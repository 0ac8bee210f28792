//! Session identifiers

use serde::{Deserialize, Serialize};
use thiserror::Error;

/// Opaque key identifying one user-initiated build-and-deploy request.
///
/// All per-pipeline state (subscribers, cursors, checkpoints) is partitioned
/// by this key. Identifiers are never empty.
#[derive(Debug, Clone, PartialEq, Eq, Hash, PartialOrd, Ord, Serialize, Deserialize)]
#[serde(try_from = "String", into = "String")]
pub struct SessionId(String);

/// Returned when a session identifier is empty or blank
#[derive(Debug, Clone, PartialEq, Eq, Error)]
#[error("session identifier must not be empty")]
pub struct InvalidSessionId;

impl SessionId {
    /// Parses a session identifier, rejecting blank values
    pub fn parse(value: impl Into<String>) -> Result<Self, InvalidSessionId> {
        let value = value.into();
        if value.trim().is_empty() {
            return Err(InvalidSessionId);
        }
        Ok(Self(value))
    }

    pub fn as_str(&self) -> &str {
        &self.0
    }
}

impl TryFrom<String> for SessionId {
    type Error = InvalidSessionId;

    fn try_from(value: String) -> Result<Self, Self::Error> {
        Self::parse(value)
    }
}

impl From<SessionId> for String {
    fn from(id: SessionId) -> Self {
        id.0
    }
}

impl AsRef<str> for SessionId {
    fn as_ref(&self) -> &str {
        &self.0
    }
}

impl std::fmt::Display for SessionId {
    fn fmt(&self, f: &mut std::fmt::Formatter<'_>) -> std::fmt::Result {
        f.write_str(&self.0)
    }
}

#[cfg(test)]
mod tests {
    use super::*;

    #[test]
    fn test_parse_rejects_blank() {
        assert_eq!(SessionId::parse(""), Err(InvalidSessionId));
        assert_eq!(SessionId::parse("   "), Err(InvalidSessionId));
        assert_eq!(SessionId::parse("s1").unwrap().as_str(), "s1");
    }

    #[test]
    fn test_serde_validates() {
        let id: SessionId = serde_json::from_str("\"abc\"").unwrap();
        assert_eq!(id.to_string(), "abc");
        assert!(serde_json::from_str::<SessionId>("\"\"").is_err());
    }
}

AIM OF THE EXERCISE:
Restate the data word for word. Begin at its first line, end at the line that contains "pub struct InvalidSessionId;", and include both.

TASK RESPONSE:
repository 0ac8bee210f28792
//! Session identifiers

use serde::{Deserialize, Serialize};
use thiserror::Error;

/// Opaque key identifying one user-initiated build-and-deploy request.
///
/// All per-pipeline state (subscribers, cursors, checkpoints) is partitioned
/// by this key. Identifiers are never empty.
#[derive(Debug, Clone, PartialEq, Eq, Hash, PartialOrd, Ord, Serialize, Deserialize)]
#[serde(try_from = "String", into = "String")]
pub struct SessionId(String);

/// Returned when a session identifier is empty or blank
#[derive(Debug, Clone, PartialEq, Eq, Error)]
#[error("session identifier must not be empty")]
pub struct InvalidSessionId;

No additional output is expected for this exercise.